TASK TO CARRY OUT ::
The line containing "return v.map(Value::String).unwrap_or(Value::Null);" marks where to begin; quote it and every line after it through the end of the data, exactly as written.

Collected data entries:
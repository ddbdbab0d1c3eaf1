//! Relational clients over sqlx pools.
//!
//! Rows are decoded into JSON records by inspecting each column's SQL type
//! name. Types without a mapping decode as text when possible and as `null`
//! otherwise; samples are best-effort.

use std::fmt::Display;
use std::time::Duration;

use async_trait::async_trait;
use serde_json::Value;
use sqlx::mysql::{MySqlPoolOptions, MySqlRow};
use sqlx::postgres::{PgPoolOptions, PgRow};
use sqlx::{Column, MySqlPool, PgPool, Row, TypeInfo};

use common::models::Record;

use super::{ClientError, ClientResult};

/// A live relational connection.
#[async_trait]
pub trait SqlClient: Send + Sync {
    /// Runs a statement with positional text parameters.
    async fn query(&self, sql: &str, params: &[&str]) -> ClientResult<Vec<Record>>;

    async fn close(&self);
}

/// Opens [`SqlClient`]s from connection URLs.
#[async_trait]
pub trait SqlConnector: Send + Sync {
    async fn connect(&self, url: &str) -> ClientResult<Box<dyn SqlClient>>;
}

/// Typed access to decoded record fields.
pub trait RecordExt {
    fn text(&self, key: &str) -> Option<String>;
    fn integer(&self, key: &str) -> Option<i64>;
}

impl RecordExt for Record {
    fn text(&self, key: &str) -> Option<String> {
        match self.get(key)? {
            Value::String(s) => Some(s.clone()),
            Value::Null => None,
            other => Some(other.to_string()),
        }
    }

    fn integer(&self, key: &str) -> Option<i64> {
        match self.get(key)? {
            Value::Number(n) => n.as_i64().or_else(|| n.as_u64().map(|v| v as i64)),
            Value::String(s) => s.trim().parse().ok(),
            _ => None,
        }
    }
}

/// Reads the `count` column of the first row; no rows or a negative value is 0.
pub async fn fetch_count(client: &dyn SqlClient, sql: &str) -> ClientResult<u64> {
    let rows = client.query(sql, &[]).await?;
    Ok(rows
        .first()
        .and_then(|row| row.integer("count"))
        .map_or(0, |n| n.max(0) as u64))
}

// ============== PostgreSQL ==============

pub struct PgConnector {
    max_connections: u32,
    connect_timeout: Duration,
}

impl PgConnector {
    pub fn new(max_connections: u32, connect_timeout: Duration) -> Self {
        Self {
            max_connections,
            connect_timeout,
        }
    }
}

#[async_trait]
impl SqlConnector for PgConnector {
    async fn connect(&self, url: &str) -> ClientResult<Box<dyn SqlClient>> {
        let pool = PgPoolOptions::new()
            .max_connections(self.max_connections)
            .acquire_timeout(self.connect_timeout)
            .connect(url)
            .await
            .map_err(ClientError::new)?;
        Ok(Box::new(PgClient { pool }))
    }
}

struct PgClient {
    pool: PgPool,
}

#[async_trait]
impl SqlClient for PgClient {
    async fn query(&self, sql: &str, params: &[&str]) -> ClientResult<Vec<Record>> {
        let mut query = sqlx::query(sql);
        for param in params {
            query = query.bind(param.to_string());
        }
        let rows = query
            .fetch_all(&self.pool)
            .await
            .map_err(ClientError::new)?;
        Ok(rows.iter().map(pg_row_to_record).collect())
    }

    async fn close(&self) {
        self.pool.close().await;
    }
}

fn pg_row_to_record(row: &PgRow) -> Record {
    row.columns()
        .iter()
        .map(|col| {
            let value = pg_value(row, col.ordinal(), col.type_info().name());
            (col.name().to_string(), value)
        })
        .collect()
}

fn pg_value(row: &PgRow, idx: usize, type_name: &str) -> Value {
    match type_name {
        "BOOL" => json_of(row.try_get::<Option<bool>, _>(idx)),
        "INT2" => json_of(row.try_get::<Option<i16>, _>(idx)),
        "INT4" => json_of(row.try_get::<Option<i32>, _>(idx)),
        "INT8" => json_of(row.try_get::<Option<i64>, _>(idx)),
        "FLOAT4" => json_of(row.try_get::<Option<f32>, _>(idx)),
        "FLOAT8" => json_of(row.try_get::<Option<f64>, _>(idx)),
        "JSON" | "JSONB" => json_of(row.try_get::<Option<Value>, _>(idx)),
        "UUID" => display_of(row.try_get::<Option<uuid::Uuid>, _>(idx)),
        "TIMESTAMPTZ" => {
            display_of(row.try_get::<Option<chrono::DateTime<chrono::Utc>>, _>(idx))
        }
        "TIMESTAMP" => display_of(row.try_get::<Option<chrono::NaiveDateTime>, _>(idx)),
        "DATE" => display_of(row.try_get::<Option<chrono::NaiveDate>, _>(idx)),
        "TIME" => display_of(row.try_get::<Option<chrono::NaiveTime>, _>(idx)),
        _ => json_of(row.try_get::<Option<String>, _>(idx)),
    }
}

// ============== MySQL ==============

pub struct MySqlConnector {
    max_connections: u32,
    connect_timeout: Duration,
}

impl MySqlConnector {
    pub fn new(max_connections: u32, connect_timeout: Duration) -> Self {
        Self {
            max_connections,
            connect_timeout,
        }
    }
}

#[async_trait]
impl SqlConnector for MySqlConnector {
    async fn connect(&self, url: &str) -> ClientResult<Box<dyn SqlClient>> {
        let pool = MySqlPoolOptions::new()
            .max_connections(self.max_connections)
            .acquire_timeout(self.connect_timeout)
            .connect(url)
            .await
            .map_err(ClientError::new)?;
        Ok(Box::new(MySqlClient { pool }))
    }
}

struct MySqlClient {
    pool: MySqlPool,
}

#[async_trait]
impl SqlClient for MySqlClient {
    async fn query(&self, sql: &str, params: &[&str]) -> ClientResult<Vec<Record>> {
        let mut query = sqlx::query(sql);
        for param in params {
            query = query.bind(param.to_string());
        }
        let rows = query
            .fetch_all(&self.pool)
            .await
            .map_err(ClientError::new)?;
        Ok(rows.iter().map(mysql_row_to_record).collect())
    }

    async fn close(&self) {
        self.pool.close().await;
    }
}

fn mysql_row_to_record(row: &MySqlRow) -> Record {
    row.columns()
        .iter()
        .map(|col| {
            let value = mysql_value(row, col.ordinal(), col.type_info().name());
            (col.name().to_string(), value)
        })
        .collect()
}

fn mysql_value(row: &MySqlRow, idx: usize, type_name: &str) -> Value {
    match type_name {
        "BOOLEAN" => json_of(row.try_get::<Option<bool>, _>(idx)),
        "TINYINT" | "SMALLINT" | "MEDIUMINT" | "INT" | "BIGINT" => {
            json_of(row.try_get::<Option<i64>, _>(idx))
        }
        "TINYINT UNSIGNED" | "SMALLINT UNSIGNED" | "MEDIUMINT UNSIGNED" | "INT UNSIGNED"
        | "BIGINT UNSIGNED" | "YEAR" => json_of(row.try_get::<Option<u64>, _>(idx)),
        "FLOAT" => json_of(row.try_get::<Option<f32>, _>(idx)),
        "DOUBLE" => json_of(row.try_get::<Option<f64>, _>(idx)),
        "JSON" => json_of(row.try_get::<Option<Value>, _>(idx)),
        "TIMESTAMP" => display_of(row.try_get::<Option<chrono::DateTime<chrono::Utc>>, _>(idx)),
        "DATETIME" => display_of(row.try_get::<Option<chrono::NaiveDateTime>, _>(idx)),
        "DATE" => display_of(row.try_get::<Option<chrono::NaiveDate>, _>(idx)),
        "TIME" => display_of(row.try_get::<Option<chrono::NaiveTime>, _>(idx)),
        _ => mysql_text(row, idx),
    }
}

// information_schema columns may arrive as binary strings on MySQL 8, and
// DECIMAL/ENUM/SET travel as text on the wire.
fn mysql_text(row: &MySqlRow, idx: usize) -> Value {
    if let Ok(v) = row.try_get::<Option<String>, _>(idx) {
        return v.map(Value::String).unwrap_or(Value::Null);
    }
    if let Ok(v) = row.try_get::<Option<Vec<u8>>, _>(idx) {
        return v
            .map(|bytes| Value::String(String::from_utf8_lossy(&bytes).into_owned()))
            .unwrap_or(Value::Null);
    }
    json_of(row.try_get_unchecked::<Option<String>, _>(idx))
}

fn json_of<T: Into<Value>>(decoded: Result<Option<T>, sqlx::Error>) -> Value {
    decoded
        .ok()
        .flatten()
        .map(Into::into)
        .unwrap_or(Value::Null)
}

fn display_of<T: Display>(decoded: Result<Option<T>, sqlx::Error>) -> Value {
    decoded
        .ok()
        .flatten()
        .map(|v| Value::String(v.to_string()))
        .unwrap_or(Value::Null)
}

/// Quotes a PostgreSQL identifier.
pub fn quote_pg_ident(ident: &str) -> String {
    format!("\"{}\"", ident.replace('"', "\"\""))
}

/// Quotes a MySQL identifier.
pub fn quote_mysql_ident(ident: &str) -> String {
    format!("`{}`", ident.replace('`', "``"))
}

RESULT ::
        return v.map(Value::String).unwrap_or(Value::Null);
    }
    if let Ok(v) = row.try_get::<Option<Vec<u8>>, _>(idx) {
        return v
            .map(|bytes| Value::String(String::from_utf8_lossy(&bytes).into_owned()))
            .unwrap_or(Value::Null);
    }
    json_of(row.try_get_unchecked::<Option<String>, _>(idx))
}

fn json_of<T: Into<Value>>(decoded: Result<Option<T>, sqlx::Error>) -> Value {
    decoded
        .ok()
        .flatten()
        .map(Into::into)
        .unwrap_or(Value::Null)
}

fn display_of<T: Display>(decoded: Result<Option<T>, sqlx::Error>) -> Value {
    decoded
        .ok()
        .flatten()
        .map(|v| Value::String(v.to_string()))
        .unwrap_or(Value::Null)
}

/// Quotes a PostgreSQL identifier.
pub fn quote_pg_ident(ident: &str) -> String {
    format!("\"{}\"", ident.replace('"', "\"\""))
}

/// Quotes a MySQL identifier.
pub fn quote_mysql_ident(ident: &str) -> String {
    format!("`{}`", ident.replace('`', "``"))
}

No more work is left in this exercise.